### [AVAILABLE DATA]
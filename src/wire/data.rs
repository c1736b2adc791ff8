//! Data-plane frame formats for the request and response rings.
//!
//! Request ring frames (host → backend):
//!
//! ```text
//! u32 length            frame length in bytes, including this field
//! ReqFrameHeader        request id, file id, offset, byte count, flags
//! [payload]             present iff the request is a write
//! ```
//!
//! Response ring frames (backend → host) are symmetric with an
//! [`AckFrameHeader`] and carry payload iff the request was a read. Every
//! response is padded to a multiple of [`RESPONSE_UNIT_BYTES`]; a batch of
//! responses is preceded by one unit-sized slot whose first u32 holds the
//! batch's total size.

use zerocopy::byteorder::little_endian::{U32, U64};
use zerocopy::{FromBytes, Immutable, IntoBytes, KnownLayout, Unaligned};

/// Header of a request ring frame.
#[repr(C)]
#[derive(Debug, Clone, Copy, FromBytes, IntoBytes, KnownLayout, Immutable, Unaligned)]
pub struct ReqFrameHeader {
    pub request_id: U64,
    pub file_id: U32,
    pub offset: U64,
    pub bytes: U32,
    pub flags: U32,
}

/// Header of a response ring frame.
#[repr(C)]
#[derive(Debug, Clone, Copy, FromBytes, IntoBytes, KnownLayout, Immutable, Unaligned)]
pub struct AckFrameHeader {
    pub request_id: U64,
    pub result: U32,
    pub bytes_serviced: U32,
}

/// Size of the u32 length prefix on every frame.
pub const FRAME_LEN_BYTES: u32 = std::mem::size_of::<U32>() as u32;

pub const REQ_FRAME_HEADER_BYTES: u32 = std::mem::size_of::<ReqFrameHeader>() as u32;
pub const ACK_FRAME_HEADER_BYTES: u32 = std::mem::size_of::<AckFrameHeader>() as u32;

/// A read request is exactly a length prefix plus a header.
pub const READ_FRAME_BYTES: u32 = FRAME_LEN_BYTES + REQ_FRAME_HEADER_BYTES;

/// Response slot granularity: length prefix plus ack header. Response sizes
/// are rounded up to a multiple of this so the completion scanner can walk
/// slot boundaries without re-parsing payloads.
pub const RESPONSE_UNIT_BYTES: u32 = FRAME_LEN_BYTES + ACK_FRAME_HEADER_BYTES;

/// Byte offset of `result` inside an [`AckFrameHeader`].
///
/// The completion scanner and the file service address this field directly
/// in the staged response ring; it must stay 4-byte aligned relative to the
/// unit-aligned slot start.
pub const ACK_RESULT_OFFSET: u32 = 8;

/// Byte offset of `bytes_serviced` inside an [`AckFrameHeader`].
pub const ACK_BYTES_SERVICED_OFFSET: u32 = 12;

/// Size of the response slot reserved for a request.
///
/// Writes ack with a bare header; reads additionally carry `bytes` of
/// payload, rounded up to the slot unit.
pub fn response_slot_bytes(is_read: bool, bytes: u32) -> u32 {
    if !is_read {
        return RESPONSE_UNIT_BYTES;
    }
    let raw = RESPONSE_UNIT_BYTES + bytes;
    match raw % RESPONSE_UNIT_BYTES {
        0 => raw,
        rem => raw + (RESPONSE_UNIT_BYTES - rem),
    }
}

const _: () = assert!(REQ_FRAME_HEADER_BYTES == 28);
const _: () = assert!(ACK_FRAME_HEADER_BYTES == 16);
const _: () = assert!(RESPONSE_UNIT_BYTES == 20);
// Unit-aligned slots keep the result word 4-byte aligned for atomic access.
const _: () = assert!(RESPONSE_UNIT_BYTES % 4 == 0);
const _: () = assert!((FRAME_LEN_BYTES + ACK_RESULT_OFFSET) % 4 == 0);

#[cfg(test)]
mod tests {
    use super::*;

    #[test]
    fn test_read_frame_size() {
        assert_eq!(READ_FRAME_BYTES, 32);
    }

    #[test]
    fn test_response_slot_rounding() {
        // Writes always take one unit.
        assert_eq!(response_slot_bytes(false, 4096), RESPONSE_UNIT_BYTES);

        // Reads round payload up to the unit.
        assert_eq!(response_slot_bytes(true, 0), RESPONSE_UNIT_BYTES);
        assert_eq!(response_slot_bytes(true, 20), 2 * RESPONSE_UNIT_BYTES);
        assert_eq!(response_slot_bytes(true, 21), RESPONSE_UNIT_BYTES + 40);
        assert_eq!(response_slot_bytes(true, 4096), {
            let raw = RESPONSE_UNIT_BYTES + 4096;
            raw + (RESPONSE_UNIT_BYTES - raw % RESPONSE_UNIT_BYTES)
        });
    }

    #[test]
    fn test_header_field_offsets() {
        let ack = AckFrameHeader {
            request_id: U64::new(0x1111_2222_3333_4444),
            result: U32::new(0xAABB_CCDD),
            bytes_serviced: U32::new(0x5566_7788),
        };
        let bytes = zerocopy::IntoBytes::as_bytes(&ack);
        assert_eq!(
            &bytes[ACK_RESULT_OFFSET as usize..ACK_RESULT_OFFSET as usize + 4],
            &0xAABB_CCDDu32.to_le_bytes()
        );
        assert_eq!(
            &bytes[ACK_BYTES_SERVICED_OFFSET as usize..],
            &0x5566_7788u32.to_le_bytes()
        );
    }
}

### [EXERCISE DETAILS]
From the first line of the listing above through the line that contains "scanner can walk", set down each line without alteration, and nothing else.

### [RESULT]
filename src/wire/data.rs
repository c1736b2adc791ff8
//! Data-plane frame formats for the request and response rings.
//!
//! Request ring frames (host → backend):
//!
//! ```text
//! u32 length            frame length in bytes, including this field
//! ReqFrameHeader        request id, file id, offset, byte count, flags
//! [payload]             present iff the request is a write
//! ```
//!
//! Response ring frames (backend → host) are symmetric with an
//! [`AckFrameHeader`] and carry payload iff the request was a read. Every
//! response is padded to a multiple of [`RESPONSE_UNIT_BYTES`]; a batch of
//! responses is preceded by one unit-sized slot whose first u32 holds the
//! batch's total size.

use zerocopy::byteorder::little_endian::{U32, U64};
use zerocopy::{FromBytes, Immutable, IntoBytes, KnownLayout, Unaligned};

/// Header of a request ring frame.
#[repr(C)]
#[derive(Debug, Clone, Copy, FromBytes, IntoBytes, KnownLayout, Immutable, Unaligned)]
pub struct ReqFrameHeader {
    pub request_id: U64,
    pub file_id: U32,
    pub offset: U64,
    pub bytes: U32,
    pub flags: U32,
}

/// Header of a response ring frame.
#[repr(C)]
#[derive(Debug, Clone, Copy, FromBytes, IntoBytes, KnownLayout, Immutable, Unaligned)]
pub struct AckFrameHeader {
    pub request_id: U64,
    pub result: U32,
    pub bytes_serviced: U32,
}

/// Size of the u32 length prefix on every frame.
pub const FRAME_LEN_BYTES: u32 = std::mem::size_of::<U32>() as u32;

pub const REQ_FRAME_HEADER_BYTES: u32 = std::mem::size_of::<ReqFrameHeader>() as u32;
pub const ACK_FRAME_HEADER_BYTES: u32 = std::mem::size_of::<AckFrameHeader>() as u32;

/// A read request is exactly a length prefix plus a header.
pub const READ_FRAME_BYTES: u32 = FRAME_LEN_BYTES + REQ_FRAME_HEADER_BYTES;

/// Response slot granularity: length prefix plus ack header. Response sizes
/// are rounded up to a multiple of this so the completion scanner can walk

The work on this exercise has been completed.